Pinto Helder, Lazic Ivan, Antonacci Yuri, Pernice Riccardo, Gu Danlei, Barà Chiara, Faes Luca, Rocha Ana Paula
Departamento de Matemática, Faculdade de Ciências, Universidade do Porto, Porto, Portugal.
Centro de Matemática da Universidade do Porto (CMUP), Porto, Portugal.
Front Netw Physiol. 2024 May 21;4:1385421. doi: 10.3389/fnetp.2024.1385421. eCollection 2024.
The increasing availability of time series data depicting the evolution of physical system properties has prompted the development of methods focused on extracting insights into the system behavior over time, discerning whether it stems from deterministic or stochastic dynamical systems. Surrogate data testing plays a crucial role in this process by facilitating robust statistical assessments. This ensures that the observed results are not mere occurrences by chance, but genuinely reflect the inherent characteristics of the underlying system. The initial process involves formulating a null hypothesis, which is tested using surrogate data in cases where assumptions about the underlying distributions are absent. A discriminating statistic is then computed for both the original data and each surrogate data set. Significantly deviating values between the original data and the surrogate data ensemble lead to the rejection of the null hypothesis. In this work, we present various surrogate methods designed to assess specific statistical properties in random processes. Specifically, we introduce methods for evaluating the presence of autodependencies and nonlinear dynamics within individual processes, using Information Storage as a discriminating statistic. Additionally, methods are introduced for detecting coupling and nonlinearities in bivariate processes, employing the Mutual Information Rate for this purpose. The surrogate methods introduced are first tested through simulations involving univariate and bivariate processes exhibiting both linear and nonlinear dynamics. Then, they are applied to physiological time series of Heart Period (RR intervals) and respiratory flow (RESP) variability measured during spontaneous and paced breathing.

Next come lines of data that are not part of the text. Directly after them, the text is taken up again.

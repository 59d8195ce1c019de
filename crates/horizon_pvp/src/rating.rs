//! # Rating
//!
//! ELO-style team rating math. Persistence owns [`RatingRecord`]s; this module
//! only computes expected scores and deltas and folds a result into records.
//!
//! * expected score: `1 / (1 + 10^((opponent - own) / 400))`
//! * K-factor by experience: 40 under 10 games, 32 under 30, 24 after that
//! * a win always moves the winner up by at least one point; the gain
//!   shrinks as the winner's advantage grows but rounding leaves plateaus,
//!   flattening to exactly one point for lopsided games

use chrono::{DateTime, Utc};
use horizon_contracts::RatingRecord;
use serde::{Deserialize, Serialize};

/// Rating given to a team with no record in a bracket.
pub const DEFAULT_RATING: u32 = 1500;

/// Probability that a team rated `rating` beats one rated `opponent`.
pub fn expected_score(rating: u32, opponent: u32) -> f64 {
    let diff = f64::from(opponent) - f64::from(rating);
    1.0 / (1.0 + 10f64.powf(diff / 400.0))
}

pub fn k_factor(games_played: u32) -> f64 {
    match games_played {
        0..=9 => 40.0,
        10..=29 => 32.0,
        _ => 24.0,
    }
}

/// Points gained by the winner.
pub fn win_delta(winner: u32, loser: u32, winner_games: u32) -> u32 {
    let gain = k_factor(winner_games) * (1.0 - expected_score(winner, loser));
    (gain.round() as u32).max(1)
}

/// Points lost by the loser.
pub fn loss_delta(loser: u32, winner: u32, loser_games: u32) -> u32 {
    let loss = k_factor(loser_games) * expected_score(loser, winner);
    loss.round() as u32
}

/// Signed change for a drawn game.
pub fn draw_delta(rating: u32, opponent: u32, games: u32) -> i32 {
    let change = k_factor(games) * (0.5 - expected_score(rating, opponent));
    change.round() as i32
}

/// Before/after view of one record, for logs and snapshots.
#[derive(Debug, Clone, Copy, PartialEq, Eq, Serialize, Deserialize)]
pub struct RatingChange {
    pub before: u32,
    pub after: u32,
}

impl RatingChange {
    pub fn delta(&self) -> i64 {
        i64::from(self.after) - i64::from(self.before)
    }
}

/// Folds a decided game into both teams' records.
pub fn apply_result(
    winner: &mut RatingRecord,
    loser: &mut RatingRecord,
    at: DateTime<Utc>,
) -> (RatingChange, RatingChange) {
    let gain = win_delta(winner.rating, loser.rating, winner.games_played);
    let loss = loss_delta(loser.rating, winner.rating, loser.games_played);

    let won = RatingChange {
        before: winner.rating,
        after: winner.rating.saturating_add(gain),
    };
    let lost = RatingChange {
        before: loser.rating,
        after: loser.rating.saturating_sub(loss),
    };

    record_game(winner, won.after, at);
    winner.games_won += 1;
    winner.win_streak += 1;
    winner.loss_streak = 0;

    record_game(loser, lost.after, at);
    loser.loss_streak += 1;
    loser.win_streak = 0;

    (won, lost)
}

/// Folds a drawn game into both records. Streaks are broken.
pub fn apply_draw(
    red: &mut RatingRecord,
    blue: &mut RatingRecord,
    at: DateTime<Utc>,
) -> (RatingChange, RatingChange) {
    let red_delta = draw_delta(red.rating, blue.rating, red.games_played);
    let blue_delta = draw_delta(blue.rating, red.rating, blue.games_played);

    let red_change = RatingChange {
        before: red.rating,
        after: shift(red.rating, red_delta),
    };
    let blue_change = RatingChange {
        before: blue.rating,
        after: shift(blue.rating, blue_delta),
    };

    for (record, after) in [(&mut *red, red_change.after), (&mut *blue, blue_change.after)] {
        record_game(record, after, at);
        record.win_streak = 0;
        record.loss_streak = 0;
    }
    (red_change, blue_change)
}

fn record_game(record: &mut RatingRecord, rating: u32, at: DateTime<Utc>) {
    record.rating = rating;
    record.season_high = record.season_high.max(rating);
    record.games_played += 1;
    record.last_game_at = Some(at);
}

fn shift(rating: u32, delta: i32) -> u32 {
    if delta >= 0 {
        rating.saturating_add(delta.unsigned_abs())
    } else {
        rating.saturating_sub(delta.unsigned_abs())
    }
}

#[cfg(test)]
mod tests {
    use super::*;
    use chrono::TimeZone;
    use horizon_contracts::{Bracket, TeamId};

    fn record(team: u64, rating: u32) -> RatingRecord {
        RatingRecord::new(TeamId(team), Bracket::TwoVsTwo, rating)
    }

    #[test]
    fn expected_score_is_symmetric() {
        assert!((expected_score(1500, 1500) - 0.5).abs() < 1e-9);
        let a = expected_score(1600, 1400);
        let b = expected_score(1400, 1600);
        assert!((a + b - 1.0).abs() < 1e-9);
        assert!(a > 0.75 && a < 0.77);
    }

    #[test]
    fn k_factor_tiers() {
        assert_eq!(k_factor(0), 40.0);
        assert_eq!(k_factor(9), 40.0);
        assert_eq!(k_factor(10), 32.0);
        assert_eq!(k_factor(29), 32.0);
        assert_eq!(k_factor(30), 24.0);
    }

    #[test]
    fn win_delta_is_at_least_one() {
        for advantage in (0..=2000).step_by(50) {
            assert!(win_delta(1000 + advantage, 1000, 50) >= 1);
        }
        assert_eq!(win_delta(3000, 100, 100), 1);
    }

    #[test]
    fn win_delta_shrinks_as_winner_advantage_grows() {
        let mut previous = u32::MAX;
        for advantage in (0..=500).step_by(100) {
            let delta = win_delta(1500 + advantage, 1500, 0);
            assert!(delta < previous, "advantage {advantage} gave {delta}");
            previous = delta;
        }
    }

    #[test]
    fn win_delta_never_grows_point_by_point() {
        // Rounding and the one-point floor flatten the curve into plateaus
        let mut previous = u32::MAX;
        for winner in 0..=4000 {
            let delta = win_delta(winner, 2000, 50);
            assert!(delta <= previous, "winner {winner} gave {delta} after {previous}");
            previous = delta;
        }
        assert_eq!(win_delta(3000, 100, 100), win_delta(3100, 100, 100));
    }

    #[test]
    fn even_match_moves_half_k() {
        assert_eq!(win_delta(1500, 1500, 0), 20);
        assert_eq!(loss_delta(1500, 1500, 0), 20);
        assert_eq!(win_delta(1500, 1500, 40), 12);
    }

    #[test]
    fn applying_a_result_updates_both_records() {
        let at = Utc.with_ymd_and_hms(2024, 6, 1, 18, 0, 0).unwrap();
        let mut winner = record(1, 1500);
        winner.loss_streak = 2;
        let mut loser = record(2, 1500);
        loser.win_streak = 3;

        let (won, lost) = apply_result(&mut winner, &mut loser, at);
        assert_eq!(won.delta(), 20);
        assert_eq!(lost.delta(), -20);

        assert_eq!(winner.rating, 1520);
        assert_eq!(winner.season_high, 1520);
        assert_eq!(winner.games_played, 1);
        assert_eq!(winner.games_won, 1);
        assert_eq!(winner.win_streak, 1);
        assert_eq!(winner.loss_streak, 0);
        assert_eq!(winner.last_game_at, Some(at));

        assert_eq!(loser.rating, 1480);
        assert_eq!(loser.season_high, 1500);
        assert_eq!(loser.games_won, 0);
        assert_eq!(loser.win_streak, 0);
        assert_eq!(loser.loss_streak, 1);
    }

    #[test]
    fn rating_never_goes_below_zero() {
        let at = Utc.with_ymd_and_hms(2024, 6, 1, 18, 0, 0).unwrap();
        let mut winner = record(1, 10);
        let mut loser = record(2, 5);
        apply_result(&mut winner, &mut loser, at);
        assert_eq!(loser.rating, 0);
    }

    #[test]
    fn draw_favours_the_underdog() {
        let at = Utc.with_ymd_and_hms(2024, 6, 1, 18, 0, 0).unwrap();
        let mut strong = record(1, 1700);
        let mut weak = record(2, 1500);
        strong.win_streak = 4;
        let (strong_change, weak_change) = apply_draw(&mut strong, &mut weak, at);
        assert!(strong_change.delta() < 0);
        assert!(weak_change.delta() > 0);
        assert_eq!(strong.win_streak, 0);
        assert_eq!(strong.games_played, 1);
        assert_eq!(strong.season_high, 1700);
    }
}
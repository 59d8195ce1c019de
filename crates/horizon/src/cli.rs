//! Command-line interface handling for the Horizon instance runtime.
//!
//! Arguments are parsed with the `clap` builder API and override values from
//! the configuration file.

use clap::{Arg, ArgMatches, Command};
use std::path::PathBuf;

/// Command line arguments parsed from user input.
#[derive(Debug, Clone, PartialEq, Eq)]
pub struct CliArgs {
    /// Path to the configuration file
    pub config_path: PathBuf,
    /// Optional override for the static templates file
    pub templates: Option<PathBuf>,
    /// Optional override for log level
    pub log_level: Option<String>,
    /// Whether to force JSON log output
    pub json_logs: bool,
}

impl CliArgs {
    pub fn command() -> Command {
        Command::new("Horizon Instance Runtime")
            .version(env!("CARGO_PKG_VERSION"))
            .about("Dungeon, raid and PvP match runtime for the Horizon game server")
            .arg(
                Arg::new("config")
                    .short('c')
                    .long("config")
                    .value_name("FILE")
                    .help("Configuration file path")
                    .default_value("config.toml"),
            )
            .arg(
                Arg::new("templates")
                    .short('t')
                    .long("templates")
                    .value_name("FILE")
                    .help("Static templates file (bosses, instances, battlegrounds, warplots)"),
            )
            .arg(
                Arg::new("log-level")
                    .short('l')
                    .long("log-level")
                    .value_name("LEVEL")
                    .help("Log level (trace, debug, info, warn, error)"),
            )
            .arg(
                Arg::new("json-logs")
                    .long("json-logs")
                    .help("Output logs in JSON format")
                    .action(clap::ArgAction::SetTrue),
            )
    }

    /// Parses the process arguments. Exits with usage on invalid input.
    pub fn parse() -> Self {
        Self::from_matches(&Self::command().get_matches())
    }

    pub fn try_parse_from<I, T>(args: I) -> Result<Self, clap::Error>
    where
        I: IntoIterator<Item = T>,
        T: Into<std::ffi::OsString> + Clone,
    {
        Ok(Self::from_matches(&Self::command().try_get_matches_from(args)?))
    }

    fn from_matches(matches: &ArgMatches) -> Self {
        Self {
            config_path: matches
                .get_one::<String>("config")
                .map(PathBuf::from)
                .unwrap_or_else(|| PathBuf::from("config.toml")),
            templates: matches.get_one::<String>("templates").map(PathBuf::from),
            log_level: matches.get_one::<String>("log-level").cloned(),
            json_logs: matches.get_flag("json-logs"),
        }
    }
}
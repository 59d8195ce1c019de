//! The boss encounter task: owns an [`EncounterState`], drives its ability
//! tick and enrage timer, and turns state signals into collaborator calls.

use super::state::{
    ActiveAdd, DamageOutcome, EncounterSignal, EncounterSnapshot, EncounterState, InterruptOutcome,
};
use crate::config::EncounterConfig;
use crate::error::EncounterError;
use horizon_contracts::{
    call, notify, ActorError, ActorId, BossId, BossTemplate, CharacterId, Collaborators,
    DamageModifiers, EffectTemplate, InstanceGuid, OutboundMessage, SpellEffectKind,
};
use rand::rngs::StdRng;
use rand::SeedableRng;
use std::ops::ControlFlow;
use std::sync::Arc;
use std::time::Duration;
use tokio::sync::{mpsc, oneshot};
use tokio::task::JoinHandle;
use tokio::time::{interval_at, sleep_until, Instant, MissedTickBehavior};
use tracing::{debug, info, warn};

/// How an encounter ended, as seen by its instance.
#[derive(Debug, Clone, PartialEq, Eq)]
pub enum EncounterOutcome {
    Defeated,
    Wiped,
    /// The encounter task died without reporting; treated like a wipe
    Lost(String),
}

/// Child-to-parent notification from an encounter to its instance.
#[derive(Debug, Clone, PartialEq, Eq)]
pub struct EncounterReport {
    pub instance: InstanceGuid,
    pub boss_id: BossId,
    pub actor_id: ActorId,
    pub outcome: EncounterOutcome,
}

/// Everything needed to start one encounter.
#[derive(Debug, Clone)]
pub struct EncounterLaunch {
    pub instance: InstanceGuid,
    pub template: Arc<BossTemplate>,
    pub max_health: u64,
    /// Modifiers applied for the whole fight (affixes)
    pub modifiers: DamageModifiers,
    pub participants: Vec<CharacterId>,
    pub reports: mpsc::UnboundedSender<EncounterReport>,
}

pub(crate) enum EncounterCommand {
    DealDamage {
        source: CharacterId,
        amount: u64,
        reply: oneshot::Sender<Result<DamageOutcome, EncounterError>>,
    },
    Interrupt {
        source: CharacterId,
        reply: oneshot::Sender<Result<InterruptOutcome, EncounterError>>,
    },
    SetParticipants(Vec<CharacterId>),
    Snapshot(oneshot::Sender<EncounterSnapshot>),
    Wipe,
    Stop,
    #[cfg(test)]
    Crash,
}

/// Cloneable reference to a running encounter.
#[derive(Debug, Clone)]
pub struct EncounterHandle {
    instance: InstanceGuid,
    boss_id: BossId,
    actor_id: ActorId,
    sender: mpsc::Sender<EncounterCommand>,
}

impl EncounterHandle {
    pub fn instance(&self) -> InstanceGuid {
        self.instance
    }

    pub fn boss_id(&self) -> BossId {
        self.boss_id
    }

    pub fn actor_id(&self) -> ActorId {
        self.actor_id
    }

    /// False once the encounter task has ended.
    pub fn is_alive(&self) -> bool {
        !self.sender.is_closed()
    }

    pub async fn deal_damage(&self, source: CharacterId, amount: u64) -> Result<DamageOutcome, EncounterError> {
        call(&self.sender, |reply| EncounterCommand::DealDamage { source, amount, reply }).await?
    }

    pub async fn interrupt(&self, source: CharacterId) -> Result<InterruptOutcome, EncounterError> {
        call(&self.sender, |reply| EncounterCommand::Interrupt { source, reply }).await?
    }

    pub async fn snapshot(&self) -> Result<EncounterSnapshot, ActorError> {
        call(&self.sender, EncounterCommand::Snapshot).await
    }

    pub async fn set_participants(&self, participants: Vec<CharacterId>) -> Result<(), ActorError> {
        notify(&self.sender, EncounterCommand::SetParticipants(participants)).await
    }

    /// Abandons the fight; the encounter reports the wipe and stops.
    pub async fn wipe(&self) -> Result<(), ActorError> {
        notify(&self.sender, EncounterCommand::Wipe).await
    }

    pub async fn stop(&self) -> Result<(), ActorError> {
        notify(&self.sender, EncounterCommand::Stop).await
    }

    #[cfg(test)]
    pub(crate) async fn crash(&self) -> Result<(), ActorError> {
        notify(&self.sender, EncounterCommand::Crash).await
    }
}

struct EncounterActor {
    id: ActorId,
    instance: InstanceGuid,
    state: EncounterState,
    config: EncounterConfig,
    collaborators: Collaborators,
    reports: mpsc::UnboundedSender<EncounterReport>,
    rng: StdRng,
}

/// Starts the encounter task. The boss is engaged as soon as the task runs.
pub(crate) fn spawn_encounter(
    launch: EncounterLaunch,
    config: EncounterConfig,
    collaborators: Collaborators,
) -> (EncounterHandle, JoinHandle<()>) {
    let (sender, mailbox) = mpsc::channel(config.mailbox_capacity.max(1));
    let id = ActorId::next();
    let handle = EncounterHandle {
        instance: launch.instance,
        boss_id: launch.template.id,
        actor_id: id,
        sender,
    };

    let actor = EncounterActor {
        id,
        instance: launch.instance,
        state: EncounterState::new(
            launch.instance,
            launch.template,
            launch.max_health,
            launch.modifiers,
            launch.participants,
            config,
        ),
        config,
        collaborators,
        reports: launch.reports,
        rng: StdRng::from_entropy(),
    };
    let task = tokio::spawn(actor.run(mailbox));
    (handle, task)
}

impl EncounterActor {
    async fn run(mut self, mut mailbox: mpsc::Receiver<EncounterCommand>) {
        let start = Instant::now();
        match self.state.engage(start, &mut self.rng) {
            Ok(signals) => self.apply(signals).await,
            Err(e) => {
                warn!(instance = %self.instance, boss = %self.state.boss_id(), "⚠️ Engage failed: {}", e);
                return;
            }
        }

        let tick = self.config.tick_interval;
        let mut ticker = interval_at(start + tick, tick);
        ticker.set_missed_tick_behavior(MissedTickBehavior::Skip);

        let enrage_at = self
            .state
            .template()
            .enrage_after_secs
            .map(|secs| start + Duration::from_secs(secs));
        let enrage_timer = sleep_until(enrage_at.unwrap_or(start));
        tokio::pin!(enrage_timer);

        loop {
            tokio::select! {
                command = mailbox.recv() => {
                    let Some(command) = command else { break };
                    if self.handle(command).await.is_break() {
                        break;
                    }
                }
                _ = ticker.tick(), if self.state.is_engaged() => {
                    let signals = self.state.tick(Instant::now());
                    self.apply(signals).await;
                }
                () = &mut enrage_timer, if enrage_at.is_some() && self.state.is_engaged() && !self.state.is_enraged() => {
                    let signals = self.state.enrage();
                    self.apply(signals).await;
                }
            }
        }

        debug!(instance = %self.instance, boss = %self.state.boss_id(), "Encounter {} stopped", self.id);
    }

    async fn handle(&mut self, command: EncounterCommand) -> ControlFlow<()> {
        match command {
            EncounterCommand::DealDamage { source, amount, reply } => {
                let result = self.state.deal_damage(amount, Instant::now(), &mut self.rng);
                let result = match result {
                    Ok((outcome, signals)) => {
                        debug!(boss = %self.state.boss_id(), "🗡️ {} dealt {} ({} hp left)", source, outcome.applied, outcome.health);
                        self.apply(signals).await;
                        Ok(outcome)
                    }
                    Err(e) => Err(e),
                };
                let _ = reply.send(result);
            }
            EncounterCommand::Interrupt { source, reply } => {
                let result = match self.state.interrupt(Instant::now()) {
                    Ok((outcome, signals)) => {
                        debug!(boss = %self.state.boss_id(), "✋ {} interrupted: {:?}", source, outcome);
                        self.apply(signals).await;
                        Ok(outcome)
                    }
                    Err(e) => Err(e),
                };
                let _ = reply.send(result);
            }
            EncounterCommand::SetParticipants(participants) => {
                self.state.set_participants(participants);
            }
            EncounterCommand::Snapshot(reply) => {
                let _ = reply.send(self.state.snapshot(Instant::now()));
            }
            EncounterCommand::Wipe => {
                let signals = self.state.wipe();
                self.apply(signals).await;
                return ControlFlow::Break(());
            }
            EncounterCommand::Stop => return ControlFlow::Break(()),
            #[cfg(test)]
            EncounterCommand::Crash => panic!("injected encounter fault"),
        }
        ControlFlow::Continue(())
    }

    async fn apply(&mut self, signals: Vec<EncounterSignal>) {
        let boss = self.state.boss_id();
        let instance = self.instance;
        for signal in signals {
            match signal {
                EncounterSignal::Engaged { name, max_health } => {
                    info!(instance = %instance, boss = %boss, "⚔️ {} engaged with {} health", name, max_health);
                    self.broadcast(OutboundMessage::BossEngaged { instance, boss, name, max_health })
                        .await;
                }
                EncounterSignal::PhaseChanged { phase } => {
                    info!(instance = %instance, boss = %boss, "🌀 Phase changed to '{}'", phase);
                    self.broadcast(OutboundMessage::BossPhaseChanged { instance, boss, phase })
                        .await;
                }
                EncounterSignal::Enraged => {
                    warn!(instance = %instance, boss = %boss, "🔥 Boss enraged");
                    self.broadcast(OutboundMessage::BossEnraged { instance, boss }).await;
                }
                EncounterSignal::MomentOfOpportunity { duration } => {
                    info!(instance = %instance, boss = %boss, "💥 Moment of opportunity");
                    self.broadcast(OutboundMessage::MomentOfOpportunity {
                        instance,
                        boss,
                        duration_ms: duration.as_millis() as u64,
                    })
                    .await;
                }
                EncounterSignal::Effect { ability_id, effect } => {
                    self.apply_effect(ability_id, effect).await;
                }
                EncounterSignal::Despawn(creatures) => {
                    for creature in creatures {
                        if let Err(e) = self.collaborators.spawner.despawn(instance, creature).await {
                            warn!(instance = %instance, "⚠️ Failed to despawn {}: {}", creature, e);
                        }
                    }
                }
                EncounterSignal::Defeated => {
                    info!(instance = %instance, boss = %boss, "🏆 Boss defeated");
                    self.broadcast(OutboundMessage::BossDefeated { instance, boss }).await;
                    self.report(EncounterOutcome::Defeated);
                }
                EncounterSignal::Wiped => {
                    info!(instance = %instance, boss = %boss, "☠️ Group wiped");
                    self.broadcast(OutboundMessage::BossWiped { instance, boss }).await;
                    self.report(EncounterOutcome::Wiped);
                }
            }
        }
    }

    async fn apply_effect(&mut self, ability_id: u32, effect: EffectTemplate) {
        let instance = self.instance;
        let boss = self.state.boss_id();
        let message = match effect {
            EffectTemplate::Damage { amount, .. } => OutboundMessage::SpellEffect {
                instance,
                boss,
                ability_id,
                kind: SpellEffectKind::Damage,
                spell_id: ability_id,
                amount,
                duration_ms: 0,
            },
            EffectTemplate::Telegraph { shape, radius, duration_ms, damage } => OutboundMessage::Telegraph {
                instance,
                boss,
                ability_id,
                shape,
                radius,
                duration_ms,
                damage,
            },
            EffectTemplate::Spawn { creature_id, count, despawn_with_boss } => {
                for _ in 0..count {
                    match self.collaborators.spawner.spawn(instance, creature_id).await {
                        Ok(guid) => self.state.register_add(ActiveAdd { guid, creature_id, despawn_with_boss }),
                        Err(e) => warn!(instance = %instance, boss = %boss, "⚠️ Failed to spawn add {}: {}", creature_id, e),
                    }
                }
                return;
            }
            EffectTemplate::Buff { spell_id, duration_ms } => OutboundMessage::SpellEffect {
                instance,
                boss,
                ability_id,
                kind: SpellEffectKind::Buff,
                spell_id,
                amount: 0,
                duration_ms,
            },
            EffectTemplate::Debuff { spell_id, duration_ms } => OutboundMessage::SpellEffect {
                instance,
                boss,
                ability_id,
                kind: SpellEffectKind::Debuff,
                spell_id,
                amount: 0,
                duration_ms,
            },
            EffectTemplate::Movement { kind, magnitude } => OutboundMessage::MovementForce {
                instance,
                boss,
                kind,
                magnitude,
            },
            EffectTemplate::Coordination { mechanic } => OutboundMessage::Coordination {
                instance,
                boss,
                mechanic,
            },
            EffectTemplate::Environmental { hazard, duration_ms } => OutboundMessage::Environmental {
                instance,
                hazard,
                duration_ms,
            },
        };
        self.broadcast(message).await;
    }

    async fn broadcast(&self, message: OutboundMessage) {
        if let Err(e) = self
            .collaborators
            .broadcaster
            .send(self.state.participants(), message)
            .await
        {
            warn!(instance = %self.instance, boss = %self.state.boss_id(), "⚠️ Broadcast failed: {}", e);
        }
    }

    fn report(&self, outcome: EncounterOutcome) {
        let report = EncounterReport {
            instance: self.instance,
            boss_id: self.state.boss_id(),
            actor_id: self.id,
            outcome,
        };
        if self.reports.send(report).is_err() {
            debug!(instance = %self.instance, "Instance gone before encounter report");
        }
    }
}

Simulations demonstrated that the proposed methods effectively identify essential dynamical features of stochastic systems. The real data application showed that paced breathing, at low breathing rate, increases the predictability of the individual dynamics of RR and RESP and dampens nonlinearity in their coupled dynamics.
随着描绘物理系统属性演变的时间序列数据越来越容易获取,促使人们开发了一些方法,旨在深入了解系统随时间的行为,辨别其是源于确定性动力系统还是随机动力系统。替代数据测试在这一过程中起着关键作用,它有助于进行可靠的统计评估。这确保了观察到的结果并非偶然发生,而是真正反映了底层系统的固有特征。初始过程包括提出一个零假设,在缺乏关于底层分布假设的情况下,使用替代数据对其进行检验。然后为原始数据和每个替代数据集计算一个判别统计量。原始数据与替代数据集合之间显著偏离的值会导致零假设被拒绝。在这项工作中,我们提出了各种替代方法,旨在评估随机过程中的特定统计属性。具体而言,我们介绍了使用信息存储作为判别统计量来评估单个过程中自相关性和非线性动力学存在情况的方法。此外,还介绍了为此目的采用互信息率来检测双变量过程中的耦合和非线性的方法。所介绍的替代方法首先通过涉及具有线性和非线性动力学的单变量和双变量过程的模拟进行测试。然后,将它们应用于在自主呼吸和起搏呼吸期间测量的心脏周期(RR 间期)和呼吸流量(RESP)变异性的生理时间序列。模拟表明,所提出的方法有效地识别了随机系统的基本动力学特征。实际数据应用表明,在低呼吸频率下的起搏呼吸增加了 RR 和 RESP 个体动力学的可预测性,并减弱了它们耦合动力学中的非线性。